While we successfully demonstrated enhanced imaging performance at wavelengths above 600 nm, several aspects remain for further optimization. The current noise-equivalent pressure (NEP) is estimated to be [43], and future improvements may be achieved by optimizing the acoustic impedance matching between the P(VDF-TrFE) film and the acoustic lens, potentially increasing both bandwidth and sensitivity. Enhancing imaging speed would further enable the capture of dynamic physiological processes. To further advance imaging capabilities, ultrafast MW-OR-PAM implementations leveraging polygon scanners or voice coil actuators could substantially accelerate scanning throughput [25]. In parallel, the integration of deep-learning-based reconstruction with sparse sampling strategies may offer enhanced frame rates and imaging depths while preserving spatial resolution [44]. Furthermore, considering the complementary spectral characteristics of SRS- and SC-based light sources, their hybridization presents a compelling route toward a unified multi-wavelength OR-PAM platform with continuous spectral coverage from the visible to the near-infrared region.
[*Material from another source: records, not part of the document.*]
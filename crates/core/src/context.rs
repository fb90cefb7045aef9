//! Per-job execution context.
//!
//! A [`JobContext`] is created once per job and passed explicitly to every
//! stage. It carries the job id (used to route log lines), the log-context
//! id, the cooperative cancellation token and the observable job state.

use std::fmt;
use std::sync::Arc;

use async_trait::async_trait;
use serde::Serialize;
use tokio::sync::watch;
use tokio_util::sync::CancellationToken;

use crate::error::{CoreError, CoreResult};
use crate::types::{JobId, LogContextId};

/// Destination for job-tagged log lines.
#[async_trait]
pub trait LogSink: Send + Sync {
    async fn publish(&self, job_id: &JobId, line: &str);
}

/// Sink that drops every line. Used when nobody can observe the job.
pub struct DiscardSink;

#[async_trait]
impl LogSink for DiscardSink {
    async fn publish(&self, _job_id: &JobId, _line: &str) {}
}

/// Lifecycle of a job.
///
/// `Cancelled` is reachable from any non-terminal state; a cancelled job
/// still passes through `Notifying` so its caller hears about it.
#[derive(Debug, Clone, Copy, PartialEq, Eq, Serialize)]
#[serde(rename_all = "snake_case")]
pub enum JobState {
    Accepted,
    AcquiringSource,
    Aligning,
    Committing,
    Notifying,
    Done,
    Cancelled,
}

impl JobState {
    pub fn is_terminal(self) -> bool {
        matches!(self, JobState::Done | JobState::Cancelled)
    }
}

impl fmt::Display for JobState {
    fn fmt(&self, f: &mut fmt::Formatter<'_>) -> fmt::Result {
        let name = match self {
            JobState::Accepted => "accepted",
            JobState::AcquiringSource => "acquiring_source",
            JobState::Aligning => "aligning",
            JobState::Committing => "committing",
            JobState::Notifying => "notifying",
            JobState::Done => "done",
            JobState::Cancelled => "cancelled",
        };
        f.write_str(name)
    }
}

/// Execution context threaded through every call a job makes.
#[derive(Clone)]
pub struct JobContext {
    job_id: JobId,
    log_context: LogContextId,
    cancel: CancellationToken,
    state: Arc<watch::Sender<JobState>>,
    sink: Arc<dyn LogSink>,
}

impl JobContext {
    pub fn new(job_id: JobId, sink: Arc<dyn LogSink>) -> Self {
        let (state, _) = watch::channel(JobState::Accepted);
        Self {
            job_id,
            log_context: LogContextId::generate(),
            cancel: CancellationToken::new(),
            state: Arc::new(state),
            sink,
        }
    }

    /// Context with a fresh id whose log lines only reach `tracing`.
    pub fn detached() -> Self {
        Self::new(JobId::generate(), Arc::new(DiscardSink))
    }

    pub fn job_id(&self) -> &JobId {
        &self.job_id
    }

    pub fn log_context(&self) -> &LogContextId {
        &self.log_context
    }

    pub fn cancellation_token(&self) -> &CancellationToken {
        &self.cancel
    }

    pub fn cancel(&self) {
        self.cancel.cancel();
    }

    pub fn is_cancelled(&self) -> bool {
        self.cancel.is_cancelled()
    }

    /// Cancellation check point. Called before every external process and
    /// every network operation.
    pub fn ensure_active(&self) -> CoreResult<()> {
        if self.cancel.is_cancelled() {
            return Err(CoreError::Cancelled);
        }
        Ok(())
    }

    pub fn state(&self) -> JobState {
        *self.state.borrow()
    }

    pub fn watch_state(&self) -> watch::Receiver<JobState> {
        self.state.subscribe()
    }

    pub fn set_state(&self, next: JobState) {
        let previous = self.state.send_replace(next);
        if previous != next {
            tracing::info!(
                job_id = %self.job_id,
                log_context = %self.log_context,
                from = %previous,
                to = %next,
                "Job state changed"
            );
        }
    }

    /// Emit an informational line to the job's log.
    pub async fn log(&self, line: impl AsRef<str>) {
        let line = line.as_ref();
        tracing::info!(job_id = %self.job_id, log_context = %self.log_context, "{line}");
        self.sink.publish(&self.job_id, line).await;
    }

    /// Emit a warning line to the job's log.
    pub async fn warn(&self, line: impl AsRef<str>) {
        let line = line.as_ref();
        tracing::warn!(job_id = %self.job_id, log_context = %self.log_context, "{line}");
        self.sink
            .publish(&self.job_id, &format!("WARNING: {line}"))
            .await;
    }

    /// Emit raw command output. Logged at debug level to keep server logs
    /// quiet while subscribers still see everything.
    pub async fn output(&self, line: impl AsRef<str>) {
        let line = line.as_ref();
        tracing::debug!(job_id = %self.job_id, "{line}");
        self.sink.publish(&self.job_id, line).await;
    }
}

impl fmt::Debug for JobContext {
    fn fmt(&self, f: &mut fmt::Formatter<'_>) -> fmt::Result {
        f.debug_struct("JobContext")
            .field("job_id", &self.job_id)
            .field("log_context", &self.log_context)
            .field("cancelled", &self.is_cancelled())
            .field("state", &self.state())
            .finish()
    }
}
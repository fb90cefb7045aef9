use std::time::Duration;

use axum::extract::ws::{Message, WebSocket, WebSocketUpgrade};
use axum::extract::{Path, State};
use axum::response::IntoResponse;
use futures::{SinkExt, StreamExt};
use sourcepin_core::types::JobId;

use crate::state::AppState;

/// How long the writer may take to flush the final frames after the
/// client or the job has gone away.
const FLUSH_TIMEOUT: Duration = Duration::from_secs(5);

/// GET /ws/{job_id} -- stream a job's log.
///
/// The log written so far is replayed first, then live lines follow until
/// the job ends, at which point the server closes the connection. A
/// finished job replays its durable log and closes.
pub async fn ws_handler(
    ws: WebSocketUpgrade,
    Path(job_id): Path<String>,
    State(state): State<AppState>,
) -> impl IntoResponse {
    ws.on_upgrade(move |socket| handle_socket(socket, JobId::from(job_id), state))
}

/// Manage a single connection after upgrade.
///
/// Splits the socket into a sink and a stream, then:
///   1. Registers the connection with `WsManager`.
///   2. Spawns a writer that drains the connection channel into the sink.
///   3. Spawns a forwarder that moves log lines into the channel.
///   4. Reads inbound frames until the client or the log goes away.
async fn handle_socket(socket: WebSocket, job_id: JobId, state: AppState) {
    let conn_id = uuid::Uuid::new_v4().to_string();
    let (tx, mut rx) = state.ws_manager.add(conn_id.clone(), job_id.clone()).await;
    let watchers = state.ws_manager.watchers(&job_id).await;
    tracing::info!(
        conn_id = %conn_id,
        job_id = %job_id,
        watchers = watchers,
        "Log stream connected"
    );

    let mut subscription = state.logs.subscribe(&job_id).await;
    let (mut sink, mut stream) = socket.split();

    let writer_conn_id = conn_id.clone();
    let writer = tokio::spawn(async move {
        while let Some(msg) = rx.recv().await {
            let closing = matches!(msg, Message::Close(_));
            if sink.send(msg).await.is_err() {
                tracing::debug!(conn_id = %writer_conn_id, "WebSocket sink closed");
                break;
            }
            if closing {
                break;
            }
        }
    });

    let mut forwarder = tokio::spawn(async move {
        while let Some(line) = subscription.next_line().await {
            if tx.send(Message::Text(line.into())).is_err() {
                return;
            }
        }
        let _ = tx.send(Message::Close(None));
    });

    loop {
        tokio::select! {
            _ = &mut forwarder => break,
            incoming = stream.next() => match incoming {
                Some(Ok(Message::Close(_))) | None => break,
                Some(Ok(Message::Pong(_))) => {
                    tracing::trace!(conn_id = %conn_id, "Pong received");
                }
                Some(Ok(_)) => {}
                Some(Err(e)) => {
                    tracing::debug!(conn_id = %conn_id, error = %e, "WebSocket receive error");
                    break;
                }
            },
        }
    }

    // Dropping the forwarder drops the subscription, which detaches it
    // from the hub.
    forwarder.abort();
    state.ws_manager.remove(&conn_id).await;
    let _ = tokio::time::timeout(FLUSH_TIMEOUT, writer).await;
    tracing::info!(conn_id = %conn_id, job_id = %job_id, "Log stream disconnected");
}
Tissue optical clearing has demonstrated substantial improvements in photoacoustic imaging of soft tissues, but its effectiveness in transcranial imaging remains limited due to the inherent optical scattering and absorption of the skull. Future advances may be achieved by integrating optimized acoustic-optical probe designs, improved transcranial imaging strategies, and more efficient in vivo optical clearing approaches, collectively enabling new breakthroughs in deep-brain photoacoustic imaging. Additionally, expanding the accessible wavelength range of MW-OR-PAM, combined with the use of tissue-transparent dyes, may further extend its applicability in the long-wavelength regime for deeper and more versatile in vivo imaging. Although tartrazine is FDA-approved for dietary use and is generally regarded as safe at low concentrations, its long-term biocompatibility under conditions involving repeated administration or elevated doses—particularly in the context of optical modulation in large-animal models and deep-tissue applications—remains insufficiently characterized. Current evidence suggests rapid renal clearance and minimal systemic accumulation; however, further studies will be essential to comprehensively assess its biosafety in chronic imaging paradigms and high-dose protocols targeting deep-seated tissues.
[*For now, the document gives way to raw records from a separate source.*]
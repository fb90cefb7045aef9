#![allow(dead_code)]

use std::net::SocketAddr;
use std::path::{Path, PathBuf};
use std::process::Command;
use std::time::Duration;

use axum::body::Body;
use axum::extract::State;
use axum::http::{Method, Request, StatusCode};
use axum::response::Response;
use axum::routing::post;
use axum::{Json, Router};
use http_body_util::BodyExt;
use serde_json::Value;
use sourcepin_api::config::ServerConfig;
use sourcepin_api::router::build_app_router;
use sourcepin_api::state::AppState;
use sourcepin_core::types::DeploymentMode;
use sourcepin_events::RetryPolicy;
use sourcepin_git::{CommitIdentity, GitVersion};
use sourcepin_pipeline::{AdjustPipeline, AdjustProvider, CommandProvider, RepoProvider};
use tempfile::TempDir;
use tokio::sync::mpsc;
use tower::ServiceExt;

pub const PUBLIC_WS_URL: &str = "ws://pin.test";

/// Test server configuration rooted in a scratch directory.
pub fn test_config(root: &Path, aligners: AdjustPipeline) -> ServerConfig {
    ServerConfig {
        host: "127.0.0.1".to_string(),
        port: 0,
        public_ws_url: PUBLIC_WS_URL.to_string(),
        cors_origins: Vec::new(),
        request_timeout_secs: 60,
        deployment_mode: DeploymentMode::Production,
        work_dir: root.join("work"),
        log_dir: root.join("logs"),
        log_retention: Duration::from_secs(3600),
        log_sweep_interval: Duration::from_secs(60),
        shutdown_grace: Duration::from_secs(30),
        identity: CommitIdentity::default(),
        repo_provider: RepoProvider::Local {
            root: root.join("repos"),
        },
        aligners,
        callback_retry: RetryPolicy {
            max_attempts: 2,
            initial_delay: Duration::from_millis(50),
        },
    }
}

/// A running application plus the scratch directory it lives in.
pub struct TestApp {
    pub root: TempDir,
    pub state: AppState,
    pub router: Router,
}

impl TestApp {
    pub fn path(&self) -> &Path {
        self.root.path()
    }
}

/// Build the full application router with all middleware layers.
pub async fn build_test_app(aligners: AdjustPipeline) -> TestApp {
    let root = tempfile::tempdir().unwrap();
    let config = test_config(root.path(), aligners);
    let git_version = GitVersion::detect().await.unwrap();
    let state = AppState::build(config.clone(), git_version).await.unwrap();
    let router = build_app_router(state.clone(), &config);
    TestApp {
        root,
        state,
        router,
    }
}

/// A single shell-script alignment provider for build type `maven`.
pub fn shell_aligner(script: &str) -> AdjustPipeline {
    AdjustPipeline::new(Some("maven".to_string())).with_provider(
        "maven",
        AdjustProvider::Command(CommandProvider::new(
            "sh",
            vec!["-c".to_string(), script.to_string()],
        )),
    )
}

// ---------------------------------------------------------------------------
// HTTP helpers
// ---------------------------------------------------------------------------

pub async fn get(app: Router, uri: &str) -> Response {
    app.oneshot(Request::get(uri).body(Body::empty()).unwrap())
        .await
        .unwrap()
}

pub async fn post_json(app: Router, uri: &str, body: &Value) -> Response {
    let request = Request::builder()
        .method(Method::POST)
        .uri(uri)
        .header("content-type", "application/json")
        .body(Body::from(body.to_string()))
        .unwrap();
    app.oneshot(request).await.unwrap()
}

pub async fn post_empty(app: Router, uri: &str) -> Response {
    let request = Request::builder()
        .method(Method::POST)
        .uri(uri)
        .body(Body::empty())
        .unwrap();
    app.oneshot(request).await.unwrap()
}

pub async fn body_json(response: Response) -> Value {
    let bytes = response.into_body().collect().await.unwrap().to_bytes();
    serde_json::from_slice(&bytes).unwrap()
}

/// Serve `router` on an ephemeral local port.
pub async fn serve(router: Router) -> SocketAddr {
    let listener = tokio::net::TcpListener::bind("127.0.0.1:0").await.unwrap();
    let addr = listener.local_addr().unwrap();
    tokio::spawn(async move { axum::serve(listener, router).await.unwrap() });
    addr
}

// ---------------------------------------------------------------------------
// Callback target
// ---------------------------------------------------------------------------

/// Local HTTP endpoint recording every callback payload it receives.
pub struct CallbackTarget {
    pub url: String,
    received: mpsc::UnboundedReceiver<Value>,
}

impl CallbackTarget {
    pub async fn start() -> Self {
        async fn record(
            State(tx): State<mpsc::UnboundedSender<Value>>,
            Json(payload): Json<Value>,
        ) -> StatusCode {
            let _ = tx.send(payload);
            StatusCode::OK
        }

        let (tx, received) = mpsc::unbounded_channel();
        let app = Router::new()
            .route("/done", post(record).put(record))
            .with_state(tx);
        let addr = serve(app).await;
        Self {
            url: format!("http://{addr}/done"),
            received,
        }
    }

    /// Next payload, failing the test after a generous timeout.
    pub async fn next(&mut self) -> Value {
        tokio::time::timeout(Duration::from_secs(60), self.received.recv())
            .await
            .expect("callback arrives")
            .expect("callback target is running")
    }
}

// ---------------------------------------------------------------------------
// Git fixtures
// ---------------------------------------------------------------------------

pub fn git(dir: &Path, args: &[&str]) -> String {
    let out = Command::new("git")
        .args([
            "-c",
            "user.name=Fixture",
            "-c",
            "user.email=fixture@localhost",
            "-c",
            "commit.gpgSign=false",
            "-c",
            "tag.gpgSign=false",
        ])
        .args(args)
        .current_dir(dir)
        .output()
        .unwrap();
    assert!(
        out.status.success(),
        "git {args:?} failed: {}",
        String::from_utf8_lossy(&out.stderr)
    );
    String::from_utf8_lossy(&out.stdout).trim().to_string()
}

/// Upstream repository with one commit on `main`, tagged `v1.0`.
/// Returns its `file://` URL.
pub fn upstream(root: &Path) -> String {
    let dir: PathBuf = root.join("upstream");
    std::fs::create_dir_all(&dir).unwrap();
    git(&dir, &["init", "-q"]);
    git(&dir, &["symbolic-ref", "HEAD", "refs/heads/main"]);
    std::fs::write(dir.join("pom.xml"), "<version>1.0</version>\n").unwrap();
    git(&dir, &["add", "-A"]);
    git(&dir, &["commit", "-q", "-m", "Release 1.0"]);
    git(&dir, &["tag", "-a", "v1.0", "-m", "1.0"]);
    format!("file://{}", dir.display())
}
In summary, enhancing the imaging depth, spectral range, and acquisition speed of OR-PAM is key to expanding its applicability across biomedical scenarios. Coupled with its intrinsic label-free contrast, MW-OR-PAM enables high-resolution mapping of capillary-level structures and functional parameters such as blood oxygenation. These capabilities hold strong potential for precise tumor localization, margin assessment, and ultimately, the clinical translation of photoacoustic microscopy in image-guided diagnosis and intervention.